Extinct genus of fish

Amblysemius is an extinct genus of amiiform fish belonging to the family Caturidae. This genus lived during the Late Jurassic period.

== Taxonomy ==
There are two species that have been found to be in this genus:

1. Amblysemius bellicianus (type species)
2. Amblysemius pachyurus

There is some confusion on this genus with species of questionable validity such as Amblysemius gracilis (see "Taxonomic history"). Some such as Saint-Seine consider species within this genus (A. bellicianus) to be part of genus Caturus instead. However Saint-Seine erroneously mistook the specimen MHNL 20015172 for the holotype specimen MHNL 20015164 thus making his assessment invalid.

=== Taxonomic history ===
The genus was erected in 1844 by Louis Agassiz, a prominent Swiss-American biologist, however the contents of the genus was unknown as he did not name a species. Later he would mention "Amblysemius gracilis", though without a description of it making it fail the requirements of article 12 in the International Code of Zoological Nomenclature (ICZN) and making "A. gracilis" nomen nudum. However there is an unpublished artwork by Charles Weber of a specimen that was labelled "Amblysemius gracilis" but it is not accompanied by any information on the provenance of the fossil and there is no evidence that it could be the specimen Agassiz mentioned.

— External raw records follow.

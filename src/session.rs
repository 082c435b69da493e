use std::collections::HashMap;
use std::sync::Arc;
use std::sync::atomic::{AtomicBool, Ordering};

use tokio::sync::{Mutex, RwLock};
use uuid::Uuid;

use crate::error::SnakeError;
use crate::game::SnakeEngine;

pub type SessionId = String;

/// One remote game: an engine plus the socket-attachment flag.
#[derive(Debug)]
pub struct Session {
    engine: Mutex<SnakeEngine>,
    attached: AtomicBool,
}

impl Session {
    #[must_use]
    pub fn new(engine: SnakeEngine) -> Self {
        Self {
            engine: Mutex::new(engine),
            attached: AtomicBool::new(false),
        }
    }

    /// Engine access; hold the guard for exactly one engine call.
    pub fn engine(&self) -> &Mutex<SnakeEngine> {
        &self.engine
    }

    /// Claims the session for one socket. Returns false when another socket
    /// already drives it.
    pub fn try_attach(&self) -> bool {
        self.attached
            .compare_exchange(false, true, Ordering::AcqRel, Ordering::Acquire)
            .is_ok()
    }

    pub fn detach(&self) {
        self.attached.store(false, Ordering::Release);
    }

    #[must_use]
    pub fn is_attached(&self) -> bool {
        self.attached.load(Ordering::Acquire)
    }
}

/// In-memory map of live sessions. Cloning shares the same map.
///
/// The map lock is held only while touching the map, never across an
/// engine call.
#[derive(Debug, Clone, Default)]
pub struct SessionRegistry {
    sessions: Arc<RwLock<HashMap<SessionId, Arc<Session>>>>,
}

impl SessionRegistry {
    #[must_use]
    pub fn new() -> Self {
        Self::default()
    }

    /// Registers `engine` under a fresh random id.
    pub async fn create(&self, engine: SnakeEngine) -> SessionId {
        let session_id = Uuid::new_v4().to_string();
        self.insert(session_id.clone(), engine).await;
        tracing::info!(%session_id, "session created");
        session_id
    }

    /// Registers `engine` under `session_id`, replacing any previous entry.
    pub async fn insert(&self, session_id: SessionId, engine: SnakeEngine) {
        let mut sessions = self.sessions.write().await;
        sessions.insert(session_id, Arc::new(Session::new(engine)));
    }

    pub async fn get(&self, session_id: &str) -> Result<Arc<Session>, SnakeError> {
        let sessions = self.sessions.read().await;
        sessions
            .get(session_id)
            .cloned()
            .ok_or_else(|| SnakeError::NotInitialized(session_id.to_owned()))
    }

    /// Drops the registry's handle on the session.
    pub async fn remove(&self, session_id: &str) -> Result<Arc<Session>, SnakeError> {
        let mut sessions = self.sessions.write().await;
        let removed = sessions
            .remove(session_id)
            .ok_or_else(|| SnakeError::NotInitialized(session_id.to_owned()))?;
        drop(sessions);

        tracing::info!(%session_id, "session removed");
        Ok(removed)
    }

    /// Number of live sessions.
    pub async fn len(&self) -> usize {
        self.sessions.read().await.len()
    }
}

#[cfg(test)]
mod tests {
    use crate::config::EngineConfig;
    use crate::error::SnakeError;
    use crate::game::SnakeEngine;

    use super::SessionRegistry;

    fn engine() -> SnakeEngine {
        SnakeEngine::new_with_seed(EngineConfig::default(), 1).expect("default config is valid")
    }

    #[tokio::test]
    async fn create_get_remove() {
        let registry = SessionRegistry::new();
        let session_id = registry.create(engine()).await;

        assert_eq!(registry.len().await, 1);

        let session = registry.get(&session_id).await.expect("session exists");
        assert_eq!(session.engine().lock().await.score(), 0);

        registry.remove(&session_id).await.expect("session exists");
        assert_eq!(registry.len().await, 0);
        assert_eq!(
            registry.get(&session_id).await.map(|_| ()),
            Err(SnakeError::NotInitialized(session_id.clone()))
        );
        assert!(registry.remove(&session_id).await.is_err());
    }

    #[tokio::test]
    async fn sessions_are_independent() {
        let registry = SessionRegistry::new();
        let first = registry.create(engine()).await;
        let second = registry.create(engine()).await;
        assert_ne!(first, second);

        let session = registry.get(&first).await.expect("first exists");
        session.engine().lock().await.step();

        let other = registry.get(&second).await.expect("second exists");
        assert_eq!(other.engine().lock().await.snapshot().steps, 0);
    }

    #[tokio::test]
    async fn only_one_socket_attaches() {
        let registry = SessionRegistry::new();
        registry.insert("fixed".to_owned(), engine()).await;
        let session = registry.get("fixed").await.expect("inserted");

        assert!(session.try_attach());
        assert!(!session.try_attach());
        session.detach();
        assert!(!session.is_attached());
        assert!(session.try_attach());
    }
}
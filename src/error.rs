use thiserror::Error;

/// Errors surfaced by the engine and the layers that drive it.
///
/// Collisions are not errors: they are reported through
/// [`crate::game::StepOutcome`] and the game status.
#[derive(Error, Debug, Clone, Eq, PartialEq)]
pub enum SnakeError {
    #[error("invalid configuration: {0}")]
    InvalidConfig(String),

    #[error("invalid direction: {0}")]
    InvalidDirection(String),

    #[error("game session not found: {0}")]
    NotInitialized(String),

    #[error("food cannot be placed: board {width}x{height} is full")]
    GridFull { width: u16, height: u16 },
}
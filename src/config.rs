use crate::error::SnakeError;

/// Logical grid dimensions passed through the game as a named type.
#[derive(Debug, Clone, Copy, Eq, PartialEq)]
pub struct GridSize {
    pub width: u16,
    pub height: u16,
}

impl GridSize {
    /// Validates caller-supplied dimensions.
    ///
    /// Both sides must be in `1..=MAX_GRID_DIMENSION`.
    pub fn try_new(width: i64, height: i64) -> Result<Self, SnakeError> {
        Ok(Self {
            width: checked_dimension("width", width)?,
            height: checked_dimension("height", height)?,
        })
    }

    /// Returns the total number of cells in the grid.
    #[must_use]
    pub fn total_cells(self) -> usize {
        usize::from(self.width) * usize::from(self.height)
    }

    /// Returns the cell the snake head starts on.
    #[must_use]
    pub fn start_cell(self) -> (i32, i32) {
        (i32::from(self.width / 2), i32::from(self.height / 2))
    }
}

impl Default for GridSize {
    fn default() -> Self {
        Self {
            width: DEFAULT_GRID_WIDTH,
            height: DEFAULT_GRID_HEIGHT,
        }
    }
}

fn checked_dimension(name: &str, value: i64) -> Result<u16, SnakeError> {
    if value <= 0 {
        return Err(SnakeError::InvalidConfig(format!(
            "{name} must be positive, got {value}"
        )));
    }

    u16::try_from(value)
        .ok()
        .filter(|value| *value <= MAX_GRID_DIMENSION)
        .ok_or_else(|| {
            SnakeError::InvalidConfig(format!(
                "{name} must be at most {MAX_GRID_DIMENSION}, got {value}"
            ))
        })
}

/// Settings fixed for the lifetime of one engine.
#[derive(Debug, Clone, Copy, Eq, PartialEq)]
pub struct EngineConfig {
    pub grid: GridSize,
    pub initial_length: u16,
}

impl EngineConfig {
    /// Creates a config with the default initial length.
    #[must_use]
    pub fn new(grid: GridSize) -> Self {
        Self {
            grid,
            initial_length: DEFAULT_INITIAL_LENGTH,
        }
    }

    /// Sets how many segments a fresh snake has.
    #[must_use]
    pub fn with_initial_length(mut self, initial_length: u16) -> Self {
        self.initial_length = initial_length;
        self
    }

    /// Checks that the starting snake fits to the left of the start cell.
    pub fn validate(self) -> Result<(), SnakeError> {
        if self.grid.width == 0 || self.grid.height == 0 {
            return Err(SnakeError::InvalidConfig(format!(
                "grid must be non-empty, got {}x{}",
                self.grid.width, self.grid.height
            )));
        }

        if self.initial_length == 0 {
            return Err(SnakeError::InvalidConfig(
                "initial length must be at least 1".to_owned(),
            ));
        }

        let (start_x, _) = self.grid.start_cell();
        if i32::from(self.initial_length) > start_x + 1 {
            return Err(SnakeError::InvalidConfig(format!(
                "initial length {} does not fit a {}-wide grid",
                self.initial_length, self.grid.width
            )));
        }

        Ok(())
    }
}

impl Default for EngineConfig {
    fn default() -> Self {
        Self::new(GridSize::default())
    }
}

pub const DEFAULT_GRID_WIDTH: u16 = 20;

pub const DEFAULT_GRID_HEIGHT: u16 = 20;

/// Largest accepted width or height.
pub const MAX_GRID_DIMENSION: u16 = 256;

pub const DEFAULT_INITIAL_LENGTH: u16 = 1;

/// Score granted per food eaten.
pub const POINTS_PER_FOOD: u32 = 1;

pub const GLYPH_SNAKE_HEAD: char = '@';

pub const GLYPH_SNAKE_BODY: char = 'O';

pub const GLYPH_FOOD: char = 'X';

pub const GLYPH_EMPTY: char = '.';
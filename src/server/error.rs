use axum::http::StatusCode;
use axum::response::{IntoResponse, Response};
use axum::Json;
use serde::Serialize;
use thiserror::Error;

use crate::error::SnakeError;

/// Failures a handler can answer with; rendered as `{"error": "..."}`.
#[derive(Error, Debug)]
pub enum ApiError {
    #[error(transparent)]
    Snake(#[from] SnakeError),

    #[error("game session {0} already has a connected client")]
    SessionBusy(String),
}

#[derive(Debug, Serialize)]
pub struct ErrorBody {
    pub error: String,
}

impl ApiError {
    #[must_use]
    pub fn status(&self) -> StatusCode {
        match self {
            Self::Snake(SnakeError::InvalidConfig(_) | SnakeError::InvalidDirection(_)) => {
                StatusCode::BAD_REQUEST
            }
            Self::Snake(SnakeError::NotInitialized(_)) => StatusCode::NOT_FOUND,
            Self::Snake(SnakeError::GridFull { .. }) | Self::SessionBusy(_) => StatusCode::CONFLICT,
        }
    }
}

impl IntoResponse for ApiError {
    fn into_response(self) -> Response {
        let status = self.status();
        tracing::warn!(%status, error = %self, "request failed");

        let body = ErrorBody {
            error: self.to_string(),
        };
        (status, Json(body)).into_response()
    }
}

#[cfg(test)]
mod tests {
    use axum::http::StatusCode;

    use super::ApiError;
    use crate::error::SnakeError;

    #[test]
    fn statuses_follow_error_kind() {
        let cases = [
            (
                ApiError::from(SnakeError::InvalidDirection("north".to_owned())),
                StatusCode::BAD_REQUEST,
            ),
            (
                ApiError::from(SnakeError::InvalidConfig("width".to_owned())),
                StatusCode::BAD_REQUEST,
            ),
            (
                ApiError::from(SnakeError::NotInitialized("abc".to_owned())),
                StatusCode::NOT_FOUND,
            ),
            (
                ApiError::from(SnakeError::GridFull {
                    width: 1,
                    height: 1,
                }),
                StatusCode::CONFLICT,
            ),
            (ApiError::SessionBusy("abc".to_owned()), StatusCode::CONFLICT),
        ];

        for (error, expected) in cases {
            assert_eq!(error.status(), expected, "{error}");
        }
    }
}
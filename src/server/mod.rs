pub mod error;
pub mod routes;
pub mod ws;

use std::path::Path;
use std::sync::atomic::{AtomicU64, Ordering};
use std::sync::Arc;

use axum::routing::{delete, get, post};
use axum::Router;
use tokio::sync::Mutex;
use tower_http::cors::{Any, CorsLayer};
use tower_http::services::ServeDir;
use tower_http::trace::TraceLayer;

use crate::config::{EngineConfig, GridSize};
use crate::error::SnakeError;
use crate::game::SnakeEngine;
use crate::session::SessionRegistry;

/// Application state shared across all requests.
#[derive(Debug, Clone)]
pub struct AppState {
    /// Game behind the `/api/game/*` routes.
    pub game: Arc<Mutex<SnakeEngine>>,
    pub sessions: SessionRegistry,
    initial_length: u16,
    seed: Option<u64>,
    engines_created: Arc<AtomicU64>,
}

impl AppState {
    /// Builds the default game from `config`. With a seed, every engine the
    /// state creates places food deterministically.
    pub fn new(config: EngineConfig, seed: Option<u64>) -> Result<Self, SnakeError> {
        let game = build_engine(config, seed)?;

        Ok(Self {
            game: Arc::new(Mutex::new(game)),
            sessions: SessionRegistry::new(),
            initial_length: config.initial_length,
            seed,
            engines_created: Arc::new(AtomicU64::new(0)),
        })
    }

    /// Creates an engine for a new session on `grid`.
    ///
    /// The n-th session engine is seeded with `seed + n`, so seeded sessions
    /// replay in creation order without sharing one food sequence.
    pub fn new_engine(&self, grid: GridSize) -> Result<SnakeEngine, SnakeError> {
        let config = EngineConfig::new(grid).with_initial_length(self.initial_length);
        build_engine(config, self.next_session_seed())
    }

    fn next_session_seed(&self) -> Option<u64> {
        let base = self.seed?;
        let ordinal = self.engines_created.fetch_add(1, Ordering::Relaxed) + 1;
        Some(base.wrapping_add(ordinal))
    }
}

fn build_engine(config: EngineConfig, seed: Option<u64>) -> Result<SnakeEngine, SnakeError> {
    match seed {
        Some(seed) => SnakeEngine::new_with_seed(config, seed),
        None => SnakeEngine::new(config),
    }
}

/// Builds the HTTP router. `static_dir`, when given, is served under
/// `/static`.
pub fn router(state: AppState, static_dir: Option<&Path>) -> Router {
    let cors = CorsLayer::new()
        .allow_origin(Any)
        .allow_methods(Any)
        .allow_headers(Any);

    let mut app = Router::new()
        .route("/", get(routes::root))
        .route("/api/game/state", get(routes::game_state))
        .route("/api/game/score", get(routes::game_score))
        .route("/api/game/move", post(routes::move_snake))
        .route("/api/game/direction/{direction}", post(routes::change_direction))
        .route("/api/game/reset", post(routes::reset_game))
        .route("/api/game/food", post(routes::set_food))
        .route("/game/start", post(routes::start_game))
        .route("/game/{session_id}/state", get(routes::session_state))
        .route("/game/{session_id}", delete(routes::end_session))
        .route("/ws/{session_id}", get(ws::ws_handler));

    if let Some(dir) = static_dir {
        app = app.nest_service("/static", ServeDir::new(dir));
    }

    app.layer(TraceLayer::new_for_http())
        .layer(cors)
        .with_state(state)
}
use axum::{extract::State, routing::post, Json, Router};
use tracing::{info, instrument, warn};

use crate::{
    diet::{dto::GeneratePlanResponse, services::request_plan},
    errors::ApiError,
    nutrition::dto::{ProfileForm, UserProfile},
    state::AppState,
};

pub fn diet_routes() -> Router<AppState> {
    Router::new().route("/generate-diet", post(generate_diet))
}

#[instrument(skip(state, form))]
pub async fn generate_diet(
    State(state): State<AppState>,
    Json(form): Json<ProfileForm>,
) -> Result<Json<GeneratePlanResponse>, ApiError> {
    let profile = UserProfile::try_from(form).map_err(|e| {
        warn!(error = %e, "invalid profile");
        e
    })?;

    let plan = request_plan(&state.config.gemini, state.llm.as_ref(), &profile).await?;

    info!(goal = profile.goal.as_str(), "plan served");
    Ok(Json(GeneratePlanResponse {
        diet_plan_html: plan.html,
    }))
}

In 1851, Victor Thiollière, a paleoichthyologist, would describe the species Amblysemius bellicianus. It lived during the late Jurassic period (upper Kimmeridgian) in the lithographic limestones of Cerin, France. Because it was accompanied with a propor description, it was a valid name and it became the type species for the genus. While there is no illustration of the type specimen, there is a fossil of a fish in the Museum de Lyon that is labeled "Amblysemius bellicianus" (MHNL 20015164) from 1850 making it probably the specimen Thoilliere based the species on. Currently there are two species as mentioned above, A. bellicianus and A. pachyurus.